IDL enables rapidly roughing out ideas at a high level by freeing developers from first building an extensive tool-kit of common image processing routines. As with most scripting languages, there is no need to declare variables with specific data types as in lower-level languages like C/C++. This level of control is available for optimizing performance on large arrays of data.
IDL is interactive, allowing the developer to enter and execute code fragments line by line without compiling and linking. Once the code fragment matures to being useful, it is simple to edit into a text file that can be run as a function or program within the IDL environment. Although the IDL library of functions is extensive, there will always be more functions that you will want to add.

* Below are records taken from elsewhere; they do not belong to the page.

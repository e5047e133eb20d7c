//! Data refresh pipeline
//!
//! Fetch the primary snapshot, fill missing departure attributes from the
//! timetable fallback and serialize the result for publishing.

use std::collections::BTreeMap;
use std::sync::Arc;

use tracing::{debug, info};

use crate::config::SyncConfig;
use crate::departures::FallbackSource;
use crate::error::Result;
use crate::snapshot::DataSnapshot;
use crate::source::PrimarySource;

/// Outcome of one refresh
#[derive(Debug, Clone)]
pub struct RefreshOutput {
    /// Final document after fallback merging
    pub snapshot: DataSnapshot,
    /// Serialized document, ready for chunking
    pub payload: Vec<u8>,
    /// Whether the timetable fallback was consulted
    pub fallback_used: bool,
}

/// Produces a publishable snapshot from the configured sources
pub struct RefreshPipeline {
    primary: Arc<dyn PrimarySource>,
    fallback: Arc<dyn FallbackSource>,
    trigger_attribute: String,
    /// Line identifier to the attribute it fills
    lines: BTreeMap<String, String>,
    line_ids: Vec<String>,
    count: usize,
}

impl RefreshPipeline {
    pub fn new(
        primary: Arc<dyn PrimarySource>,
        fallback: Arc<dyn FallbackSource>,
        config: &SyncConfig,
    ) -> Self {
        Self {
            primary,
            fallback,
            trigger_attribute: config.primary.trigger_attribute.clone(),
            lines: config.fallback.lines.clone(),
            line_ids: config.fallback.line_ids(),
            count: config.fallback.count,
        }
    }

    /// Run one refresh. Errors from either source propagate unchanged.
    pub async fn refresh(&self) -> Result<RefreshOutput> {
        let mut snapshot = self.primary.fetch().await?;

        let fallback_used = snapshot.is_attribute_falsy(&self.trigger_attribute);
        if fallback_used {
            info!(
                "Attribute {} is empty, resolving departures from timetable",
                self.trigger_attribute
            );
            let departures = self.fallback.departures(&self.line_ids, self.count).await?;
            self.merge(&mut snapshot, &departures);
        }

        let payload = snapshot.to_bytes()?;
        debug!("Refreshed snapshot: {} bytes", payload.len());

        Ok(RefreshOutput {
            snapshot,
            payload,
            fallback_used,
        })
    }

    /// Write resolved departures into the attributes that are still empty.
    ///
    /// Attributes the primary source already filled are left as they are.
    pub fn merge(&self, snapshot: &mut DataSnapshot, departures: &BTreeMap<String, String>) {
        for (line, attribute) in &self.lines {
            if !snapshot.is_attribute_falsy(attribute) {
                continue;
            }
            if let Some(value) = departures.get(line) {
                debug!("Filling {} from line {}: {:?}", attribute, line, value);
                snapshot.set_attribute(attribute, value.clone());
            }
        }
    }
}

#[cfg(test)]
mod tests {
    use super::*;
    use crate::error::SyncError;
    use async_trait::async_trait;
    use serde_json::json;
    use std::sync::atomic::{AtomicUsize, Ordering};
    use std::sync::Mutex;

    struct StaticPrimary(serde_json::Value);

    #[async_trait]
    impl PrimarySource for StaticPrimary {
        async fn fetch(&self) -> Result<DataSnapshot> {
            DataSnapshot::from_value(self.0.clone())
        }
    }

    #[derive(Default)]
    struct CountingFallback {
        calls: AtomicUsize,
        requested: Mutex<Option<(Vec<String>, usize)>>,
        fail: bool,
    }

    #[async_trait]
    impl FallbackSource for CountingFallback {
        async fn departures(
            &self,
            lines: &[String],
            count: usize,
        ) -> Result<BTreeMap<String, String>> {
            self.calls.fetch_add(1, Ordering::SeqCst);
            *self.requested.lock().unwrap() = Some((lines.to_vec(), count));
            if self.fail {
                return Err(SyncError::fallback_unavailable("HTTP status 503"));
            }
            Ok([("197", "07:15|07:30"), ("201", "08:00|08:20")]
                .into_iter()
                .map(|(k, v)| (k.to_string(), v.to_string()))
                .collect())
        }
    }

    fn pipeline(doc: serde_json::Value, fallback: Arc<CountingFallback>) -> RefreshPipeline {
        RefreshPipeline::new(Arc::new(StaticPrimary(doc)), fallback, &SyncConfig::default())
    }

    #[tokio::test]
    async fn test_empty_trigger_invokes_fallback() {
        let fallback = Arc::new(CountingFallback::default());
        let output = pipeline(
            json!({"attributes": {"bus_197": "", "bus_201": "08:00"}}),
            fallback.clone(),
        )
        .refresh()
        .await
        .unwrap();

        assert!(output.fallback_used);
        assert_eq!(fallback.calls.load(Ordering::SeqCst), 1);
        assert_eq!(
            fallback.requested.lock().unwrap().clone(),
            Some((vec!["197".to_string(), "201".to_string()], 3))
        );
        assert_eq!(
            output.snapshot.as_value(),
            &json!({"attributes": {"bus_197": "07:15|07:30", "bus_201": "08:00"}})
        );
    }

    #[tokio::test]
    async fn test_filled_trigger_skips_fallback() {
        let fallback = Arc::new(CountingFallback::default());
        let output = pipeline(
            json!({"attributes": {"bus_197": "07:15", "bus_201": ""}}),
            fallback.clone(),
        )
        .refresh()
        .await
        .unwrap();

        assert!(!output.fallback_used);
        assert_eq!(fallback.calls.load(Ordering::SeqCst), 0);
        assert_eq!(output.snapshot.attribute("bus_201"), Some(&json!("")));
    }

    #[tokio::test]
    async fn test_missing_trigger_invokes_fallback() {
        let fallback = Arc::new(CountingFallback::default());
        let output = pipeline(json!({"attributes": {}}), fallback.clone())
            .refresh()
            .await
            .unwrap();

        assert!(output.fallback_used);
        assert_eq!(output.snapshot.attribute("bus_201"), Some(&json!("08:00|08:20")));
    }

    #[tokio::test]
    async fn test_fallback_failure_propagates() {
        let fallback = Arc::new(CountingFallback {
            fail: true,
            ..Default::default()
        });
        let err = pipeline(json!({"attributes": {"bus_197": null}}), fallback)
            .refresh()
            .await
            .unwrap_err();

        assert!(matches!(err, SyncError::FallbackUnavailable { .. }));
    }

    #[tokio::test]
    async fn test_payload_is_serialized_snapshot() {
        let fallback = Arc::new(CountingFallback::default());
        let output = pipeline(json!({"attributes": {"bus_197": "06:00"}}), fallback)
            .refresh()
            .await
            .unwrap();

        let parsed: serde_json::Value = serde_json::from_slice(&output.payload).unwrap();
        assert_eq!(&parsed, output.snapshot.as_value());
    }
}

As functions in IDL mature, they can be ported to lower level languages and compiled into binary executable code or libraries to improve speed and reduce memory requirements.
You can continue running algorithms in IDL as long as you have a licensed copy. But applying your algorithms more broadly on machines that do not have IDL, will require porting to another language.
Although there is an open-source version of MatLab, Octave, I have not heard of an open-source version of IDL. IDL does have a virtual machine that enables running IDL code “compiled” on a fully licensed version.